====== RECORD EXCERPTS ======

use log::*;
use std::borrow::Cow;
use std::collections::BTreeMap;
use tablerest_sqlite::{NamedParams, Value};
use thiserror::Error;

#[derive(Debug, Error)]
pub enum ParamsError {
  #[error("Unsupported Content-Type")]
  UnsupportedContentType,
  #[error("Expected JSON object")]
  NotAnObject,
  #[error("Json error: {0}")]
  Json(#[from] serde_json::Error),
  #[error("Form error: {0}")]
  Form(#[from] serde_urlencoded::de::Error),
  #[error("Invalid field name: {0}")]
  InvalidFieldName(String),
}

/// Column values parsed from a request body. Keys are validated identifiers and thus safe to
/// interpolate into SQL (quoted).
#[derive(Debug, Default, PartialEq)]
pub struct Input(BTreeMap<String, Value>);

impl Input {
  pub fn is_empty(&self) -> bool {
    return self.0.is_empty();
  }

  pub fn column_names(&self) -> Vec<&str> {
    return self.0.keys().map(|k| k.as_str()).collect();
  }

  pub fn get(&self, column: &str) -> Option<&Value> {
    return self.0.get(column);
  }

  /// Named parameters with a `:` prefix for every column, e.g. `(":name", "foo")`.
  pub fn into_named_params(self) -> NamedParams {
    return self
      .0
      .into_iter()
      .map(|(name, value)| (Cow::Owned(prefix_colon(&name)), value))
      .collect();
  }
}

/// Parses a request body into column values.
///
/// JSON bodies must be objects. Without a Content-Type the body is parsed as
/// `application/x-www-form-urlencoded`.
pub fn parse_input(content_type: Option<&str>, body: &[u8]) -> Result<Input, ParamsError> {
  if body.iter().all(|b| b.is_ascii_whitespace()) {
    return Ok(Input::default());
  }

  let values: Vec<(String, Value)> = match content_type.map(media_type) {
    Some(MediaType::Json) => {
      let serde_json::Value::Object(map) = serde_json::from_slice::<serde_json::Value>(body)? else {
        return Err(ParamsError::NotAnObject);
      };
      map
        .into_iter()
        .map(|(k, v)| (k, json_value_to_param(v)))
        .collect()
    }
    Some(MediaType::Form) | None => parse_form(body)?,
    Some(MediaType::Other) => {
      debug!("Unsupported content type: {content_type:?}");
      return Err(ParamsError::UnsupportedContentType);
    }
  };

  let mut input = BTreeMap::<String, Value>::new();
  for (name, value) in values {
    if !is_valid_identifier(&name) {
      return Err(ParamsError::InvalidFieldName(name));
    }
    input.insert(name, value);
  }

  return Ok(Input(input));
}

#[derive(Debug, PartialEq)]
enum MediaType {
  Json,
  Form,
  Other,
}

/// Media types are matched case-insensitively, parameters such as `charset` are ignored.
fn media_type(content_type: &str) -> MediaType {
  let essence = content_type.split(';').next().unwrap_or_default().trim();
  if essence.eq_ignore_ascii_case("application/json") {
    return MediaType::Json;
  }
  if essence.eq_ignore_ascii_case("application/x-www-form-urlencoded") {
    return MediaType::Form;
  }
  return MediaType::Other;
}

fn parse_form(body: &[u8]) -> Result<Vec<(String, Value)>, ParamsError> {
  let pairs: Vec<(String, String)> = serde_urlencoded::from_bytes(body)?;
  return Ok(
    pairs
      .into_iter()
      .map(|(k, v)| (k, Value::Text(v)))
      .collect(),
  );
}

/// Schema-less mapping of JSON values to SQLite values.
pub fn json_value_to_param(value: serde_json::Value) -> Value {
  return match value {
    serde_json::Value::Null => Value::Null,
    serde_json::Value::Bool(b) => Value::Integer(b as i64),
    serde_json::Value::Number(number) => {
      if let Some(n) = number.as_i64() {
        Value::Integer(n)
      } else if let Some(n) = number.as_f64() {
        // NOTE: u64 beyond i64::MAX end up here, "as" is lossy but doesn't panic.
        Value::Real(n)
      } else {
        warn!("Not a valid number: {number:?}");
        Value::Text(number.to_string())
      }
    }
    serde_json::Value::String(str) => Value::Text(str),
    // Nested structures are stored as JSON text.
    x @ (serde_json::Value::Array(_) | serde_json::Value::Object(_)) => Value::Text(x.to_string()),
  };
}

/// Record ids are always bound as TEXT. SQLite's column affinity converts them for INTEGER
/// keys, while TEXT keys like "007" still match verbatim.
pub fn id_to_value(id: &str) -> Value {
  return Value::Text(id.to_string());
}

/// Plain SQL identifiers only: `[A-Za-z_][A-Za-z0-9_]*`.
#[inline]
pub fn is_valid_identifier(name: &str) -> bool {
  let mut chars = name.chars();
  let Some(first) = chars.next() else {
    return false;
  };
  return (first.is_ascii_alphabetic() || first == '_')
    && chars.all(|c| c.is_ascii_alphanumeric() || c == '_');
}

#[inline]
pub(crate) fn prefix_colon(s: &str) -> String {
  let mut new = String::with_capacity(s.len() + 1);
  new.push(':');
  new.push_str(s);
  return new;
}
use clap::{Args, Parser, Subcommand};

use tablerest::DatabaseConfig;
use tablerest::constants::{DEFAULT_ADDRESS, ENV_DATABASE_DSN, ENV_DATABASE_PASS, ENV_DATABASE_USER};

/// Command line arguments for tablerest's CLI.
///
/// Database credentials are read from the environment unless given explicitly.
#[derive(Parser, Debug, Clone, Default)]
#[command(version, about, long_about = None)]
pub struct DefaultCommandLineArgs {
  /// Database DSN, e.g. "sqlite:./main.db" or "sqlite::memory:".
  #[arg(long, env = ENV_DATABASE_DSN)]
  pub dsn: Option<String>,

  #[arg(long, env = ENV_DATABASE_USER)]
  pub user: Option<String>,

  #[arg(long, env = ENV_DATABASE_PASS, hide_env_values = true)]
  pub password: Option<String>,

  #[command(subcommand)]
  pub cmd: Option<SubCommands>,
}

impl DefaultCommandLineArgs {
  pub fn database_config(&self) -> DatabaseConfig {
    return DatabaseConfig {
      dsn: self.dsn.clone(),
      user: self.user.clone(),
      password: self.password.clone(),
    };
  }
}

#[derive(Subcommand, Debug, Clone)]
pub enum SubCommands {
  /// Starts the HTTP server.
  Run(ServerArgs),
  /// Executes a single SQL statement and prints the resulting rows as JSON.
  Query {
    sql: String,

    /// Positional statement parameters. Parsed as JSON if possible, e.g. `42` or `null`, and
    /// passed as text otherwise.
    #[arg(long)]
    param: Vec<String>,
  },
}

#[derive(Args, Clone, Debug)]
pub struct ServerArgs {
  /// Name of the table to expose at /api/v1/<table>.
  #[arg(short, long, env)]
  pub table: String,

  /// Authority (<host>:<port>) the HTTP server binds to (Default: localhost:4000).
  #[arg(short, long, env, default_value = DEFAULT_ADDRESS)]
  pub address: String,

  /// Use permissive CORS to allow for cross-origin requests during development.
  #[arg(long)]
  pub dev: bool,

  #[arg(long, default_value_t = false)]
  pub stderr_logging: bool,

  /// Limit the set of allowed origins the HTTP server will answer to.
  #[arg(long, default_value = "*")]
  pub cors_allowed_origins: Vec<String>,
}
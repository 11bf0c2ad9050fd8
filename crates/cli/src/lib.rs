#![allow(clippy::needless_return)]

mod args;

pub use args::{DefaultCommandLineArgs, ServerArgs, SubCommands};

use tablerest::rest_api::json_value_to_param;
use tablerest_sqlite::Value;

/// Parses a `--param` value as JSON, e.g. `42` or `null`. Anything else is passed as text.
pub fn parse_param(param: String) -> Value {
  return match serde_json::from_str::<serde_json::Value>(&param) {
    Ok(value) => json_value_to_param(value),
    Err(_) => Value::Text(param),
  };
}
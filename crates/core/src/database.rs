use axum::Json;
use axum::http::StatusCode;
use axum::response::{IntoResponse, Response};
use log::*;
use serde::{Deserialize, Serialize};
use tablerest_sqlite::{Connection, Params};
use thiserror::Error;

use crate::config::DatabaseConfig;
use crate::connection::{ConnectionError, connect};
use crate::sql_to_json::{JsonError, row_to_json, rows_to_json};

/// A single row keyed by column name.
pub type Record = serde_json::Map<String, serde_json::Value>;

/// Structured error body: `{"status": "error", "message": "..."}`.
#[derive(Clone, Debug, PartialEq, Serialize, Deserialize)]
pub struct ErrorPayload {
  pub status: String,
  pub message: String,
}

impl ErrorPayload {
  pub fn new(message: impl Into<String>) -> Self {
    return Self {
      status: "error".to_string(),
      message: message.into(),
    };
  }
}

#[derive(Debug, Error)]
pub enum DatabaseError {
  #[error("Not connected to a database")]
  NotConnected,
  #[error("{}", driver_message(.0))]
  Driver(#[from] tablerest_sqlite::Error),
  #[error("Could not fetch")]
  NotFound,
  #[error("Could not serialize: {0}")]
  Json(#[from] JsonError),
}

impl DatabaseError {
  pub fn status(&self) -> StatusCode {
    // Every failure, including a missing row, is reported as an internal error.
    return match self {
      Self::NotConnected | Self::Driver(_) | Self::NotFound | Self::Json(_) => {
        StatusCode::INTERNAL_SERVER_ERROR
      }
    };
  }

  pub fn payload(&self) -> ErrorPayload {
    return ErrorPayload::new(self.to_string());
  }
}

impl IntoResponse for DatabaseError {
  fn into_response(self) -> Response {
    return (self.status(), Json(self.payload())).into_response();
  }
}

/// Database access object. Thin wrapper over a single, optional connection exposing CRUD-shaped
/// operations, which return rows as JSON records or affected-row counts.
///
/// Failures are logged and returned as [`DatabaseError`], which know their HTTP status.
#[derive(Clone, Debug, Default)]
pub struct Database {
  conn: Option<Connection>,
}

impl Database {
  /// Creates an unconnected instance. Use [`Database::connect`] or [`Database::set_connection`]
  /// before running queries.
  pub fn new() -> Self {
    return Self { conn: None };
  }

  pub fn with_connection(conn: Connection) -> Self {
    return Self { conn: Some(conn) };
  }

  /// Connects according to the given config.
  pub fn connect(config: &DatabaseConfig) -> Result<Self, ConnectionError> {
    return Ok(Self::with_connection(connect(config)?));
  }

  pub fn set_connection(&mut self, conn: Connection) {
    self.conn = Some(conn);
  }

  pub fn is_connected(&self) -> bool {
    return self.conn.is_some();
  }

  pub fn connection(&self) -> Option<&Connection> {
    return self.conn.as_ref();
  }

  fn check_connected(&self) -> Result<&Connection, DatabaseError> {
    return self.conn.as_ref().ok_or(DatabaseError::NotConnected);
  }

  /// Runs a parameter-less query and returns all rows.
  pub async fn find_all(&self, sql: &str) -> Result<Vec<Record>, DatabaseError> {
    let rows = self
      .check_connected()?
      .query(sql, ())
      .await
      .map_err(|err| log_error(sql, err))?;

    return Ok(rows_to_json(rows)?);
  }

  /// Returns the first row of the result or [`DatabaseError::NotFound`].
  pub async fn find(
    &self,
    sql: &str,
    params: impl Params + Send + 'static,
  ) -> Result<Record, DatabaseError> {
    let Some(row) = self
      .check_connected()?
      .query_row(sql, params)
      .await
      .map_err(|err| log_error(sql, err))?
    else {
      debug!("No record for: {sql}");
      return Err(DatabaseError::NotFound);
    };

    return Ok(row_to_json(row)?);
  }

  /// Executes an INSERT, returns the number of inserted rows.
  pub async fn insert(
    &self,
    sql: &str,
    params: impl Params + Send + 'static,
  ) -> Result<usize, DatabaseError> {
    return self.execute(sql, params).await;
  }

  /// Executes an UPDATE, returns the number of updated rows.
  pub async fn update(
    &self,
    sql: &str,
    params: impl Params + Send + 'static,
  ) -> Result<usize, DatabaseError> {
    return self.execute(sql, params).await;
  }

  /// Runs an arbitrary statement and returns all rows it yields, if any.
  pub async fn run(
    &self,
    sql: &str,
    params: impl Params + Send + 'static,
  ) -> Result<Vec<Record>, DatabaseError> {
    let rows = self
      .check_connected()?
      .query(sql, params)
      .await
      .map_err(|err| log_error(sql, err))?;

    return Ok(rows_to_json(rows)?);
  }

  /// Closes the underlying connection, if any.
  pub async fn close(self) -> Result<(), DatabaseError> {
    if let Some(conn) = self.conn {
      conn.close().await?;
    }
    return Ok(());
  }

  async fn execute(
    &self,
    sql: &str,
    params: impl Params + Send + 'static,
  ) -> Result<usize, DatabaseError> {
    return self
      .check_connected()?
      .execute(sql, params)
      .await
      .map_err(|err| log_error(sql, err));
  }
}

fn driver_message(err: &tablerest_sqlite::Error) -> String {
  return err.driver_message();
}

fn log_error(sql: &str, err: tablerest_sqlite::Error) -> DatabaseError {
  warn!("Query failed '{sql}': {err}");
  return DatabaseError::Driver(err);
}
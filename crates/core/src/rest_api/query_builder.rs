use itertools::Itertools;

use crate::constants::{RECORD_ID_COLUMN, RECORD_ID_PARAM};

// NOTE: All builders expect table and column names to be validated identifiers, see
// `params::is_valid_identifier`. They're quoted regardless to not clash with keywords.

pub(crate) fn select_all_query(table_name: &str) -> String {
  return format!(r#"SELECT * FROM "{table_name}""#);
}

pub(crate) fn select_by_id_query(table_name: &str) -> String {
  return format!(r#"SELECT * FROM "{table_name}" WHERE "{RECORD_ID_COLUMN}" = {RECORD_ID_PARAM}"#);
}

pub(crate) fn insert_query(table_name: &str, column_names: &[&str]) -> String {
  if column_names.is_empty() {
    return format!(r#"INSERT INTO "{table_name}" DEFAULT VALUES"#);
  }

  let columns = column_names.iter().map(|c| format!(r#""{c}""#)).join(", ");
  let values = column_names.iter().map(|c| format!(":{c}")).join(", ");

  return format!(r#"INSERT INTO "{table_name}" ({columns}) VALUES ({values})"#);
}

/// Returns `None` if there's nothing to update.
pub(crate) fn update_query(table_name: &str, column_names: &[&str]) -> Option<String> {
  if column_names.is_empty() {
    return None;
  }

  let assignments = column_names
    .iter()
    .map(|c| format!(r#""{c}" = :{c}"#))
    .join(", ");

  return Some(format!(
    r#"UPDATE "{table_name}" SET {assignments} WHERE "{RECORD_ID_COLUMN}" = {RECORD_ID_PARAM}"#
  ));
}
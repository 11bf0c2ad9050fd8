#![forbid(unsafe_code, clippy::unwrap_used)]
#![allow(clippy::needless_return)]
#![warn(clippy::await_holding_lock, clippy::inefficient_to_string)]

pub mod config;
pub mod connection;
pub mod constants;
pub mod database;
pub mod rest_api;
pub mod sql_to_json;

mod logging;
mod server;
mod util;

#[cfg(test)]
mod test;

pub use config::{ConfigError, DatabaseConfig, Dsn};
pub use database::{Database, DatabaseError, ErrorPayload, Record};
pub use rest_api::{RestApi, RestApiError};
pub use server::{InitError, Server, ServerOptions, init_rest_api};
mod init;

use axum::Router;
use axum::extract::DefaultBodyLimit;
use axum::http::{HeaderValue, StatusCode};
use axum::response::{IntoResponse, Response};
use axum::routing::get;
use tokio::signal;
use tower_http::{cors, limit::RequestBodyLimitLayer, trace::TraceLayer};
use tracing_subscriber::{filter, prelude::*};

use crate::config::DatabaseConfig;
use crate::constants::{BODY_LIMIT_BYTES, DEFAULT_ADDRESS, HEALTHCHECK_PATH, REST_API_PATH};
use crate::database::Database;
use crate::logging;
use crate::rest_api::{self, RestApi};

pub use init::{InitError, init_rest_api};

/// A set of options to configure serving behaviors. Changing any of these options
/// requires a server restart, which makes them a natural fit for being exposed as command line
/// arguments.
#[derive(Debug, Clone)]
pub struct ServerOptions {
  // Address the HTTP server binds to (Default: localhost:4000).
  pub address: String,

  /// The table exposed at `/api/v1/<table>`.
  pub table: String,

  pub database: DatabaseConfig,

  /// Dev mode, i.e. permissive CORS.
  pub dev: bool,

  /// Print request/response logs to stderr.
  pub log_responses: bool,

  /// Limit the set of allowed origins the HTTP server will answer to.
  pub cors_allowed_origins: Vec<String>,
}

impl Default for ServerOptions {
  fn default() -> Self {
    return Self {
      address: DEFAULT_ADDRESS.to_string(),
      table: String::new(),
      database: DatabaseConfig::from_env(),
      dev: false,
      log_responses: false,
      cors_allowed_origins: vec![],
    };
  }
}

pub struct Server {
  api: RestApi,
  log_responses: bool,

  router: (String, Router),
}

impl Server {
  /// Connects to the database and sets up the routes.
  pub async fn init(opts: ServerOptions) -> Result<Self, InitError> {
    let api = init::init_rest_api(&opts.table, &opts.database).await?;
    let router = Self::build_main_router(&api, &opts);

    return Ok(Self {
      api,
      log_responses: opts.log_responses,
      router,
    });
  }

  pub fn rest_api(&self) -> &RestApi {
    return &self.api;
  }

  pub fn database(&self) -> &Database {
    return self.api.database();
  }

  pub fn router(&self) -> &Router<()> {
    return &self.router.1;
  }

  pub async fn serve(&self) -> std::io::Result<()> {
    // This declares **where** tracing is being logged to.
    //
    // NOTE: it's ok to fail. Just means someone else already initialize the tracing sub-system.
    if self.log_responses {
      let _ = tracing_subscriber::registry()
        .with(
          tracing_subscriber::fmt::layer()
            .compact()
            .with_writer(std::io::stderr)
            .with_filter(
              filter::Targets::new()
                .with_target(logging::EVENT_TARGET, logging::LEVEL)
                .with_default(filter::LevelFilter::OFF),
            ),
        )
        .try_init();
    }

    let (addr, router) = self.router.clone();
    log::info!(
      "listening on http://{addr}/{REST_API_PATH}/{table} 🚀",
      table = self.api.table_name()
    );

    return Self::start_listener(&addr, router).await;
  }

  async fn start_listener(addr: &str, router: Router<()>) -> std::io::Result<()> {
    let listener = match tokio::net::TcpListener::bind(addr).await {
      Ok(listener) => listener,
      Err(err) => {
        log::error!("Failed to listen on: {addr}: {err}");
        return Err(err);
      }
    };

    if let Err(err) = axum::serve(listener, router)
      .with_graceful_shutdown(shutdown_signal())
      .await
    {
      log::error!("Failed to start server: {err}");
      return Err(err);
    }

    return Ok(());
  }

  fn build_main_router(api: &RestApi, opts: &ServerOptions) -> (String, Router) {
    let router = Router::new()
      .route(&format!("/{HEALTHCHECK_PATH}"), get(healthcheck_handler))
      .nest(
        &format!("/{REST_API_PATH}/{table}", table = api.table_name()),
        rest_api::router(api.clone()),
      );

    return (
      opts.address.clone(),
      Self::wrap_with_default_layers(opts, router),
    );
  }

  fn wrap_with_default_layers(opts: &ServerOptions, router: Router) -> Router<()> {
    return router
      .layer(build_cors(opts))
      .layer(
        // This declares: **what information** is logged at what level in to events and spans.
        TraceLayer::new_for_http()
          .make_span_with(logging::http_logger_make_span)
          .on_request(logging::http_logger_on_request)
          .on_response(logging::http_logger_on_response),
      )
      // Default is only 2MB Increase to 10MB.
      .layer(DefaultBodyLimit::disable())
      .layer(RequestBodyLimitLayer::new(BODY_LIMIT_BYTES));
  }
}

async fn healthcheck_handler() -> Response {
  return (StatusCode::OK, "Ok").into_response();
}

fn build_cors(opts: &ServerOptions) -> cors::CorsLayer {
  if opts.dev {
    return cors::CorsLayer::very_permissive();
  }

  let origin_strs = &opts.cors_allowed_origins;
  let wildcard = origin_strs.iter().any(|s| s == "*");

  let origins = if wildcard {
    log::info!("CORS: allow any origin");
    cors::AllowOrigin::mirror_request()
  } else {
    cors::AllowOrigin::list(origin_strs.iter().filter_map(|o| {
      match HeaderValue::from_str(o.as_str()) {
        Ok(value) => Some(value),
        Err(err) => {
          log::error!("Invalid CORS origin {o}: {err}");
          None
        }
      }
    }))
  };

  // Cannot combine `Access-Control-Allow-Credentials: true` with `Access-Control-Allow-Methods: *`
  return cors::CorsLayer::new()
    .allow_methods(cors::Any)
    .allow_origin(origins);
}

async fn shutdown_signal() {
  let ctrl_c = async {
    if let Err(err) = signal::ctrl_c().await {
      log::error!("Failed to install Ctrl+C handler: {err}");
      std::future::pending::<()>().await;
    }
  };

  #[cfg(unix)]
  let terminate = async {
    match signal::unix::signal(signal::unix::SignalKind::terminate()) {
      Ok(mut sig) => {
        sig.recv().await;
      }
      Err(err) => {
        log::error!("Failed to install signal handler: {err}");
        std::future::pending::<()>().await;
      }
    };
  };

  #[cfg(not(unix))]
  let terminate = std::future::pending::<()>();

  tokio::select! {
      _ = ctrl_c => {
      log::info!("Received Ctrl+C. Shutting down gracefully.");
    },
      _ = terminate => {
      log::info!("Received termination. Shutting down gracefully.");
    },
  }
}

======

▶ **WHAT YOU SHOULD DO**
From the records above, copy out the line with "clash with keywords.", the line with "pub mod config;", and every line between them, word for word.

▶ **SOLUTION**
// `params::is_valid_identifier`. They're quoted regardless to not clash with keywords.

pub(crate) fn select_all_query(table_name: &str) -> String {
  return format!(r#"SELECT * FROM "{table_name}""#);
}

pub(crate) fn select_by_id_query(table_name: &str) -> String {
  return format!(r#"SELECT * FROM "{table_name}" WHERE "{RECORD_ID_COLUMN}" = {RECORD_ID_PARAM}"#);
}

pub(crate) fn insert_query(table_name: &str, column_names: &[&str]) -> String {
  if column_names.is_empty() {
    return format!(r#"INSERT INTO "{table_name}" DEFAULT VALUES"#);
  }

  let columns = column_names.iter().map(|c| format!(r#""{c}""#)).join(", ");
  let values = column_names.iter().map(|c| format!(":{c}")).join(", ");

  return format!(r#"INSERT INTO "{table_name}" ({columns}) VALUES ({values})"#);
}

/// Returns `None` if there's nothing to update.
pub(crate) fn update_query(table_name: &str, column_names: &[&str]) -> Option<String> {
  if column_names.is_empty() {
    return None;
  }

  let assignments = column_names
    .iter()
    .map(|c| format!(r#""{c}" = :{c}"#))
    .join(", ");

  return Some(format!(
    r#"UPDATE "{table_name}" SET {assignments} WHERE "{RECORD_ID_COLUMN}" = {RECORD_ID_PARAM}"#
  ));
}
repository 11bf0c2ad9050fd8
#![forbid(unsafe_code, clippy::unwrap_used)]
#![allow(clippy::needless_return)]
#![warn(clippy::await_holding_lock, clippy::inefficient_to_string)]

pub mod config;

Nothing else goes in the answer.